Leenoy investigates how function and computation emerge from the coordinated activity of large neuronal populations. She is particularly interested in the interface between physics and neuroscience, and in developing theoretical approaches that can uncover not only the principles of brain function but also new physics concepts guiding this complex biological system. Recent work of Leenoy’s includes modeling the collective activity of hippocampal neurons, writing down Ising models (maximum entropy) for population activity, and using renormalization group-like approaches to coarse-graining neural dynamics.
Leenoy received her PhD from Princeton University, advised by William Bialek, David Tank and Carlos Brody. Earlier, she completed her Masters studying physics and biology in the Lautman honors program in Tel Aviv University.

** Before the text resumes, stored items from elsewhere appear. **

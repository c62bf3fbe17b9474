// Read-only JSON API over a fitted recommender

pub mod handlers;
pub mod models;
pub mod routes;
use crate::corpus::Corpus;
use crate::model::tokenizer::tokenize;
use serde::Serialize;
use std::collections::{BTreeMap, BTreeSet, HashMap};
use tracing::{debug, info};

/// Sparse vector of `(dimension, weight)` pairs sorted by dimension.
#[derive(Debug, Clone, Default, PartialEq, Serialize)]
pub struct SparseVector {
    entries: Vec<(usize, f64)>,
}

impl SparseVector {
    /// Build from pairs; entries are sorted by dimension and zero weights dropped.
    pub fn from_entries(mut entries: Vec<(usize, f64)>) -> Self {
        entries.retain(|&(_, weight)| weight != 0.0);
        entries.sort_unstable_by_key(|&(dim, _)| dim);
        Self { entries }
    }

    pub fn zero() -> Self {
        Self::default()
    }

    pub fn is_zero(&self) -> bool {
        self.entries.is_empty()
    }

    pub fn nnz(&self) -> usize {
        self.entries.len()
    }

    pub fn entries(&self) -> &[(usize, f64)] {
        &self.entries
    }

    pub fn norm(&self) -> f64 {
        self.entries.iter().map(|(_, w)| w * w).sum::<f64>().sqrt()
    }

    /// Scale to unit Euclidean length. The zero vector stays zero.
    pub fn l2_normalize(&mut self) {
        let norm = self.norm();
        if norm > 0.0 {
            for (_, w) in &mut self.entries {
                *w /= norm;
            }
        }
    }

    /// Dot product by merging the two sorted entry lists
    pub fn dot(&self, other: &SparseVector) -> f64 {
        let (mut i, mut j) = (0, 0);
        let mut sum = 0.0;

        while i < self.entries.len() && j < other.entries.len() {
            let (a_dim, a_w) = self.entries[i];
            let (b_dim, b_w) = other.entries[j];
            match a_dim.cmp(&b_dim) {
                std::cmp::Ordering::Less => i += 1,
                std::cmp::Ordering::Greater => j += 1,
                std::cmp::Ordering::Equal => {
                    sum += a_w * b_w;
                    i += 1;
                    j += 1;
                }
            }
        }

        sum
    }
}

/// TF-IDF model fitted once over a corpus.
///
/// Dimensions follow the lexicographic order of the vocabulary. Row `i` of
/// the document matrix belongs to corpus entry `i`.
#[derive(Debug, Clone, Default)]
pub struct VectorModel {
    vocabulary: HashMap<String, usize>,
    idf: Vec<f64>,
    documents: Vec<SparseVector>,
}

impl VectorModel {
    /// Fit vocabulary, IDF weights and unit-length document rows.
    ///
    /// IDF is smoothed as if one extra document contained every term:
    /// `ln((1 + n) / (1 + df)) + 1`.
    pub fn fit(corpus: &Corpus) -> Self {
        let counts: Vec<BTreeMap<&str, usize>> = corpus
            .iter()
            .map(|recipe| term_counts(&recipe.ingredients_clean))
            .collect();

        let terms: BTreeSet<&str> = counts.iter().flat_map(|c| c.keys().copied()).collect();
        let vocabulary: HashMap<String, usize> = terms
            .iter()
            .enumerate()
            .map(|(dim, term)| (term.to_string(), dim))
            .collect();

        let mut doc_freq = vec![0usize; vocabulary.len()];
        for doc in &counts {
            for term in doc.keys() {
                doc_freq[vocabulary[*term]] += 1;
            }
        }

        let n = counts.len() as f64;
        let idf: Vec<f64> = doc_freq
            .iter()
            .map(|&df| ((1.0 + n) / (1.0 + df as f64)).ln() + 1.0)
            .collect();

        let documents: Vec<SparseVector> = counts
            .iter()
            .map(|doc| {
                let entries = doc
                    .iter()
                    .map(|(term, &tf)| {
                        let dim = vocabulary[*term];
                        (dim, tf as f64 * idf[dim])
                    })
                    .collect();
                let mut row = SparseVector::from_entries(entries);
                row.l2_normalize();
                row
            })
            .collect();

        let empty_rows = documents.iter().filter(|row| row.is_zero()).count();
        if empty_rows > 0 {
            debug!("{} recipes contain only stop words and can never match", empty_rows);
        }

        info!(
            "Vector model fitted: {} documents, {} terms",
            documents.len(),
            vocabulary.len()
        );

        Self {
            vocabulary,
            idf,
            documents,
        }
    }

    /// Map a normalized query into the fitted space.
    ///
    /// Unknown tokens are ignored; stored IDF weights are used as-is.
    pub fn transform(&self, normalized_query: &str) -> SparseVector {
        let mut tf: HashMap<usize, usize> = HashMap::new();
        for token in tokenize(normalized_query) {
            if let Some(&dim) = self.vocabulary.get(token) {
                *tf.entry(dim).or_insert(0) += 1;
            }
        }

        let entries = tf
            .into_iter()
            .map(|(dim, count)| (dim, count as f64 * self.idf[dim]))
            .collect();

        let mut vector = SparseVector::from_entries(entries);
        vector.l2_normalize();
        vector
    }

    pub fn vocabulary_size(&self) -> usize {
        self.vocabulary.len()
    }

    pub fn num_documents(&self) -> usize {
        self.documents.len()
    }

    pub fn dimension(&self, term: &str) -> Option<usize> {
        self.vocabulary.get(term).copied()
    }

    pub fn idf(&self, term: &str) -> Option<f64> {
        self.dimension(term).map(|dim| self.idf[dim])
    }

    pub fn document(&self, index: usize) -> Option<&SparseVector> {
        self.documents.get(index)
    }

    pub fn documents(&self) -> &[SparseVector] {
        &self.documents
    }
}

fn term_counts(text: &str) -> BTreeMap<&str, usize> {
    let mut counts = BTreeMap::new();
    for token in tokenize(text) {
        *counts.entry(token).or_insert(0) += 1;
    }
    counts
}

#[cfg(test)]
mod tests {
    use super::*;
    use crate::corpus::RawRecipeRow;

    const EPS: f64 = 1e-9;

    fn corpus(rows: &[(&str, &str)]) -> Corpus {
        Corpus::load(rows.iter().map(|(n, i)| RawRecipeRow::new(*n, *i)))
    }

    #[test]
    fn test_vocabulary_is_sorted_and_excludes_stop_words() {
        let model = VectorModel::fit(&corpus(&[
            ("Tomato Soup", "tomato, onion, garlic"),
            ("Garlic Bread", "garlic, butter and bread"),
        ]));

        assert_eq!(model.vocabulary_size(), 5);
        assert_eq!(model.dimension("bread"), Some(0));
        assert_eq!(model.dimension("tomato"), Some(4));
        assert_eq!(model.dimension("and"), None);
    }

    #[test]
    fn test_smoothed_idf() {
        let model = VectorModel::fit(&corpus(&[
            ("Tomato Soup", "tomato, onion, garlic"),
            ("Garlic Bread", "garlic, butter, bread"),
        ]));

        // Present in both documents
        assert!((model.idf("garlic").unwrap() - 1.0).abs() < EPS);
        // Present in one of two
        let expected = (3.0f64 / 2.0).ln() + 1.0;
        assert!((model.idf("tomato").unwrap() - expected).abs() < EPS);
        assert!(model.idf("tomato").unwrap() > model.idf("garlic").unwrap());
    }

    #[test]
    fn test_document_rows_are_unit_length() {
        let model = VectorModel::fit(&corpus(&[
            ("A", "flour, sugar, butter, butter"),
            ("B", "flour, eggs"),
            ("C", "rice"),
        ]));

        for row in model.documents() {
            assert!((row.norm() - 1.0).abs() < EPS);
        }
    }

    #[test]
    fn test_term_frequency_counts_repeats() {
        let model = VectorModel::fit(&corpus(&[("A", "butter, butter, flour"), ("B", "flour")]));

        let row = model.document(0).unwrap();
        let butter = model.dimension("butter").unwrap();
        let flour = model.dimension("flour").unwrap();
        let weight = |dim: usize| row.entries().iter().find(|(d, _)| *d == dim).unwrap().1;

        assert!(weight(butter) > weight(flour));
    }

    #[test]
    fn test_stop_word_only_document_has_zero_row() {
        let model = VectorModel::fit(&corpus(&[("Odd", "the, and, with"), ("Real", "rice")]));
        assert!(model.document(0).unwrap().is_zero());
        assert!(!model.document(1).unwrap().is_zero());
    }

    #[test]
    fn test_transform_matches_fitted_row() {
        let model = VectorModel::fit(&corpus(&[
            ("Tomato Soup", "tomato, onion, garlic"),
            ("Garlic Bread", "garlic, butter, bread"),
        ]));

        let query = model.transform("tomato onion garlic");
        assert_eq!(&query, model.document(0).unwrap());
        assert!((query.dot(model.document(0).unwrap()) - 1.0).abs() < EPS);
    }

    #[test]
    fn test_transform_ignores_unknown_tokens() {
        let model = VectorModel::fit(&corpus(&[("Toast", "bread, butter")]));

        assert!(model.transform("saffron truffle").is_zero());
        assert!(model.transform("").is_zero());
        assert_eq!(model.transform("bread saffron").nnz(), 1);
    }

    #[test]
    fn test_empty_corpus() {
        let model = VectorModel::fit(&Corpus::empty());
        assert_eq!(model.vocabulary_size(), 0);
        assert_eq!(model.num_documents(), 0);
        assert!(model.transform("garlic").is_zero());
    }

    #[test]
    fn test_sparse_dot() {
        let a = SparseVector::from_entries(vec![(3, 2.0), (0, 1.0)]);
        let b = SparseVector::from_entries(vec![(0, 4.0), (2, 5.0), (3, 0.5)]);
        assert!((a.dot(&b) - 5.0).abs() < EPS);
        assert_eq!(a.dot(&SparseVector::zero()), 0.0);
    }
}
// Term-weighting model: tokenization, TF-IDF fit and query transform

pub mod stop_words;
pub mod tokenizer;
pub mod vectorizer;

// Re-exports
pub use tokenizer::tokenize;
pub use vectorizer::{SparseVector, VectorModel};
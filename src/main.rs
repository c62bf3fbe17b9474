use clap::Parser;
use recipes::{
    api::{handlers::AppState, routes},
    cli::{Cli, Commands},
    config::Settings,
    corpus,
    recommender::Recommender,
    Error, Result,
};
use std::path::PathBuf;
use std::sync::Arc;
use tracing::{info, warn};
use tracing_subscriber::{layer::SubscriberExt, util::SubscriberInitExt};

#[tokio::main]
async fn main() -> Result<()> {
    // Load environment variables from .env file if it exists
    let _ = dotenvy::dotenv();

    // Initialize logging
    tracing_subscriber::registry()
        .with(
            tracing_subscriber::EnvFilter::try_from_default_env()
                .unwrap_or_else(|_| "info,recipes=debug".into()),
        )
        .with(tracing_subscriber::fmt::layer().with_writer(std::io::stderr))
        .init();

    let cli = Cli::parse();

    let settings = Settings::from_env()?;
    settings.validate()?;

    match cli.command {
        Commands::Serve { port, host, corpus } => {
            serve(settings, port, host, corpus).await?;
        }
        Commands::Recommend {
            ingredients,
            top_n,
            corpus,
            server,
        } => match server {
            Some(server_url) => {
                recipes::cli::commands::recommend_remote(&server_url, &ingredients, top_n).await?;
            }
            None => {
                let recommender = build_recommender(&settings, corpus);
                recipes::cli::commands::recommend(&recommender, &ingredients, top_n)?;
            }
        },
        Commands::Inspect { corpus } => {
            let recommender = build_recommender(&settings, corpus);
            recipes::cli::commands::inspect(&recommender)?;
        }
    }

    Ok(())
}

/// Load the corpus and fit the model; an unreadable corpus yields an empty recommender
fn build_recommender(settings: &Settings, corpus_path: Option<PathBuf>) -> Recommender {
    let path = corpus_path.unwrap_or_else(|| settings.corpus.path.clone());
    let corpus = corpus::load_path(&path);

    if corpus.is_empty() {
        warn!("No usable recipes in {:?}; every query will return no matches", path);
    }

    Recommender::builder()
        .with_config(&settings.recommender)
        .build(corpus)
}

async fn serve(
    mut settings: Settings,
    port: Option<u16>,
    host: Option<String>,
    corpus_path: Option<PathBuf>,
) -> Result<()> {
    // Override settings with CLI arguments
    if let Some(port) = port {
        settings.server.port = port;
    }
    if let Some(host) = host {
        settings.server.host = host;
    }
    if let Some(path) = corpus_path {
        settings.corpus.path = path;
    }

    info!("Starting recipe recommendation server");
    info!("Corpus: {:?}", settings.corpus.path);
    info!("Server: {}:{}", settings.server.host, settings.server.port);

    // Load and fit once, before accepting any requests
    let recommender = Arc::new(build_recommender(&settings, None));
    let stats = recommender.stats();

    let state = AppState {
        recommender,
        settings: settings.clone(),
    };

    let app = routes::create_router(state, &settings)?;

    let addr = format!("{}:{}", settings.server.host, settings.server.port);
    let listener = tokio::net::TcpListener::bind(&addr)
        .await
        .map_err(|e| Error::Internal(format!("Failed to bind to {addr}: {e}")))?;

    println!("\n========================================");
    println!("Recipe Recommender");
    println!("========================================");
    println!("Status: Running");
    println!("Address: {}", settings.server_url());
    println!(
        "Corpus: {} recipes ({} rows dropped)",
        stats.recipes, stats.load.rows_dropped
    );
    println!("Vocabulary: {} terms", stats.vocabulary_size);
    println!("\nAPI Endpoints:");
    println!("  GET  /api/recommend?ingredients=...&top_n=...");
    println!("  GET  /api/stats");
    println!("  GET  /health");
    println!("  GET  /ready");
    println!("\nPress Ctrl+C to stop");
    println!("========================================\n");

    info!("Server listening on {}", addr);

    axum::serve(
        listener,
        app.into_make_service_with_connect_info::<std::net::SocketAddr>(),
    )
    .with_graceful_shutdown(shutdown_signal())
    .await
    .map_err(|e| Error::Internal(format!("Server error: {e}")))?;

    info!("Shutting down...");
    Ok(())
}

async fn shutdown_signal() {
    if let Err(e) = tokio::signal::ctrl_c().await {
        warn!("Failed to listen for shutdown signal: {}", e);
    }
}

She loves large waterfalls, fresh snow, Debussy and dark chocolate.
leenoy at uw dot edu
Fereshteh has a background in Control theory, Machine learning, and Theoretical Neuroscience. During her PhD at Bernstein Center Freirburg, she investigated nonlinear dynamics of interaction and competition between subnetworks of spiking networks. Later, she showed that residual neural networks (a type of ANNs) also follow similar dynamics of competition. She is currently interested in plasticity and dynamics of learning, and in particular how inhibitory neurons shape these dynamics. Fereshteh aims at finding emerging network properties that can explain functions and computation in the brain. To this end, she uses tools such as control theory and nonlinear dynamics.